Personal information
- Born: September 5, 1979 (age 46)
- Nationality: Norwegian
- Playing position: goalkeeper

Club information
- Current club: Retired

Senior clubs
- Years: Team
- –: Viken BK
- 1998–2000: Byåsen IL
- 2000–2002: Sletne IL
- 2002–2006: Byåsen IL
- 2006–2008: BM Mar Valencia
- 2010–2013: Gjøvik HK

National team
- Years: Team / Apps / (Gls)
- 2004–2007: Norway / 42 / (0)

Medal record
Women's handball
European Championship
| Gold medal – first place | 2004 Hungary | Team |
Women's beach handball
World Games
| Bronze medal – third place | 2013 Cali | Team competition |
European Beach Championship
| Bronze medal – third place | 2013 Randers | Team competition |

= Kjersti Beck =

Norwegian handball player (born 1979)

Kjersti Beck (born 5 September 1979) is a Norwegian former handball goalkeeper for the Norwegian National Team.

== Indoor career ==
She played for BM Mar Valencia and Byåsen I.L., and has also worked as a Radio host for Radio Adressa, and is a qualified physical therapist.

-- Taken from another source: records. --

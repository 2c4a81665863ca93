//! Activation Committer
//!
//! Turns an approved charge into a provisioned couple: ensure the
//! paying identity exists, create the couple, link the identity, and
//! credit the referrer. The steps are separate remote writes with no
//! compensation if a later one fails; that gap is deliberate and
//! documented rather than papered over.

use std::sync::Arc;

use chrono::{DateTime, Duration, Utc};

use nest_core::{invite, Couple, User};
use nest_store::{CoupleChanges, NestStore};

use crate::charge::{Plan, REFERRAL_BONUS_DAYS, REFERRED_SIGNUP_WINDOW_DAYS, SIGNUP_WINDOW_DAYS};
use crate::error::Result;

/// Result of a committed activation.
#[derive(Clone, Debug)]
pub struct Activation {
    pub user: User,
    pub couple: Couple,
    /// False when the identity already belonged to a couple and the
    /// existing one was returned instead of creating a second.
    pub created: bool,
}

/// Commits activations against the row store.
pub struct Activator {
    store: Arc<dyn NestStore>,
}

impl Activator {
    pub fn new(store: Arc<dyn NestStore>) -> Self {
        Self { store }
    }

    /// Provision a paid couple for `email`.
    ///
    /// A referral code grants the new couple the longer signup window
    /// only when it resolves to an existing couple; resolution failures
    /// forfeit the bonus but never fail the activation. Couple creation
    /// and identity linking are fatal on failure.
    pub async fn activate(
        &self,
        email: &str,
        plan: Plan,
        referrer_code: Option<&str>,
        now: DateTime<Utc>,
    ) -> Result<Activation> {
        let user = self.store.ensure_user(email).await?;

        // Idempotence at the flow edge: a second activation for an
        // already-linked identity answers with its existing couple.
        if let Some(couple_id) = user.couple_id {
            if let Some(couple) = self.store.get_couple(couple_id).await? {
                tracing::info!(email = %user.email, couple_id = %couple.id, "Already activated");
                return Ok(Activation { user, couple, created: false });
            }
        }

        let referrer = match referrer_code {
            Some(code) => self.resolve_referrer(code).await,
            None => None,
        };

        let window = if referrer.is_some() {
            REFERRED_SIGNUP_WINDOW_DAYS
        } else {
            SIGNUP_WINDOW_DAYS
        };
        let expires_at = (!plan.is_lifetime()).then(|| now + Duration::days(window));

        let couple = Couple::new(invite::generate(), now, plan.is_lifetime(), expires_at);
        let couple = self.store.create_couple(&couple).await?;
        self.store.link_user_to_couple(user.id, couple.id).await?;

        tracing::info!(
            email = %user.email,
            couple_id = %couple.id,
            plan = plan.as_str(),
            referred = referrer.is_some(),
            "Activated couple"
        );

        if let Some(referrer) = referrer {
            // Best-effort: a failed credit never fails the activation.
            if let Err(e) = apply_referral_credit(self.store.as_ref(), &referrer).await {
                tracing::warn!(
                    referrer_id = %referrer.id,
                    error = %e,
                    "Referral credit could not be applied"
                );
            }
        }

        let mut user = user;
        user.couple_id = Some(couple.id);
        Ok(Activation { user, couple, created: true })
    }

    /// Case-insensitive referral lookup. A miss or a store failure both
    /// resolve to `None`; neither may disturb the signup.
    async fn resolve_referrer(&self, code: &str) -> Option<Couple> {
        let code = invite::normalize(code);
        if code.is_empty() {
            return None;
        }
        match self.store.find_couple_by_invite_code(&code).await {
            Ok(found) => found,
            Err(e) => {
                tracing::warn!(code = %code, error = %e, "Referral lookup failed");
                None
            }
        }
    }
}

/// Credit a referrer for a referred signup: the counter always moves;
/// the access window extends only when there is a window to extend
/// (not lifetime, non-null expiration).
///
/// Self-referral is not guarded against here; that is a recorded
/// policy gap, not an oversight.
pub async fn apply_referral_credit(store: &dyn NestStore, referrer: &Couple) -> Result<()> {
    let mut changes = CoupleChanges {
        referral_count: Some(referrer.referral_count + 1),
        ..CoupleChanges::default()
    };

    if !referrer.is_lifetime {
        if let Some(expires) = referrer.expires_at {
            changes.expires_at = Some(expires + Duration::days(REFERRAL_BONUS_DAYS));
        }
    }

    store.update_couple(referrer.id, &changes).await?;
    Ok(())
}

#[cfg(test)]
mod tests {
    use super::*;
    use nest_store::MemoryStore;

    fn seeded_referrer(store: &MemoryStore, lifetime: bool, now: DateTime<Utc>) -> Couple {
        let expires = (!lifetime).then(|| now + Duration::days(12));
        let couple = Couple::new("FRIEND", now, lifetime, expires);
        store.insert_couple(couple.clone());
        couple
    }

    #[tokio::test]
    async fn test_monthly_signup_gets_thirty_days() {
        let store = Arc::new(MemoryStore::new());
        let activator = Activator::new(store.clone());
        let now = Utc::now();

        let activation = activator
            .activate("a@x.com", Plan::Monthly, None, now)
            .await
            .unwrap();

        let couple = &activation.couple;
        assert_eq!(couple.expires_at, Some(now + Duration::days(30)));
        assert!(!couple.is_lifetime);
        assert!(couple.high_scores.is_empty());
        assert_eq!(couple.referral_count, 0);
        assert!(couple.is_paid);
        assert_eq!(activation.user.couple_id, Some(couple.id));
    }

    #[tokio::test]
    async fn test_referred_signup_gets_thirty_five_days() {
        let store = Arc::new(MemoryStore::new());
        let now = Utc::now();
        seeded_referrer(&store, false, now);

        let activation = Activator::new(store)
            .activate("a@x.com", Plan::Monthly, Some("friend"), now)
            .await
            .unwrap();

        assert_eq!(activation.couple.expires_at, Some(now + Duration::days(35)));
    }

    #[tokio::test]
    async fn test_unknown_referral_code_forfeits_bonus() {
        let store = Arc::new(MemoryStore::new());
        let now = Utc::now();

        let activation = Activator::new(store)
            .activate("a@x.com", Plan::Monthly, Some("NOBODY"), now)
            .await
            .unwrap();

        assert_eq!(activation.couple.expires_at, Some(now + Duration::days(30)));
    }

    #[tokio::test]
    async fn test_lifetime_never_expires_even_with_referral() {
        let store = Arc::new(MemoryStore::new());
        let now = Utc::now();
        seeded_referrer(&store, false, now);

        let activation = Activator::new(store)
            .activate("a@x.com", Plan::Lifetime, Some("FRIEND"), now)
            .await
            .unwrap();

        assert!(activation.couple.is_lifetime);
        assert!(activation.couple.expires_at.is_none());
    }

    #[tokio::test]
    async fn test_referrer_window_extends_by_five_days() {
        let store = Arc::new(MemoryStore::new());
        let now = Utc::now();
        let referrer = seeded_referrer(&store, false, now);

        Activator::new(store.clone())
            .activate("a@x.com", Plan::Monthly, Some("FRIEND"), now)
            .await
            .unwrap();

        let credited = store.get_couple(referrer.id).await.unwrap().unwrap();
        assert_eq!(credited.referral_count, 1);
        assert_eq!(
            credited.expires_at,
            Some(referrer.expires_at.unwrap() + Duration::days(5))
        );
    }

    #[tokio::test]
    async fn test_lifetime_referrer_keeps_null_expiration() {
        let store = Arc::new(MemoryStore::new());
        let now = Utc::now();
        let referrer = seeded_referrer(&store, true, now);

        Activator::new(store.clone())
            .activate("a@x.com", Plan::Monthly, Some("FRIEND"), now)
            .await
            .unwrap();

        let credited = store.get_couple(referrer.id).await.unwrap().unwrap();
        assert_eq!(credited.referral_count, 1);
        assert!(credited.expires_at.is_none());
    }

    #[tokio::test]
    async fn test_double_activation_returns_existing_couple() {
        let store = Arc::new(MemoryStore::new());
        let activator = Activator::new(store);
        let now = Utc::now();

        let first = activator
            .activate("a@x.com", Plan::Monthly, None, now)
            .await
            .unwrap();
        let second = activator
            .activate("a@x.com", Plan::Monthly, None, now)
            .await
            .unwrap();

        assert!(first.created);
        assert!(!second.created);
        assert_eq!(first.couple.id, second.couple.id);
    }

    #[tokio::test]
    async fn test_referral_code_matching_is_case_insensitive() {
        let store = Arc::new(MemoryStore::new());
        let now = Utc::now();
        let referrer = seeded_referrer(&store, false, now);

        Activator::new(store.clone())
            .activate("a@x.com", Plan::Monthly, Some("  friend "), now)
            .await
            .unwrap();

        let credited = store.get_couple(referrer.id).await.unwrap().unwrap();
        assert_eq!(credited.referral_count, 1);
    }
}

She has played 28 games for the National Team, and won the European Championship in 2004.

She retired in 2013.

== Beach handball ==
In 2013 she participated in 2013 European Beach Handball Championship in Randers, Denmark, where Norway took Bronze medals, beeting Ukraine in third-place playoff. She also played at the 2013 World Games, where Norway once again won bronzemedals, losing to Hungary in the semifinal, and beating Chinese Taipei in the third-place playoff.

== Post playing Career ==
She worked as project coordinator on the 2016 Youth Olympics in Lillehammer.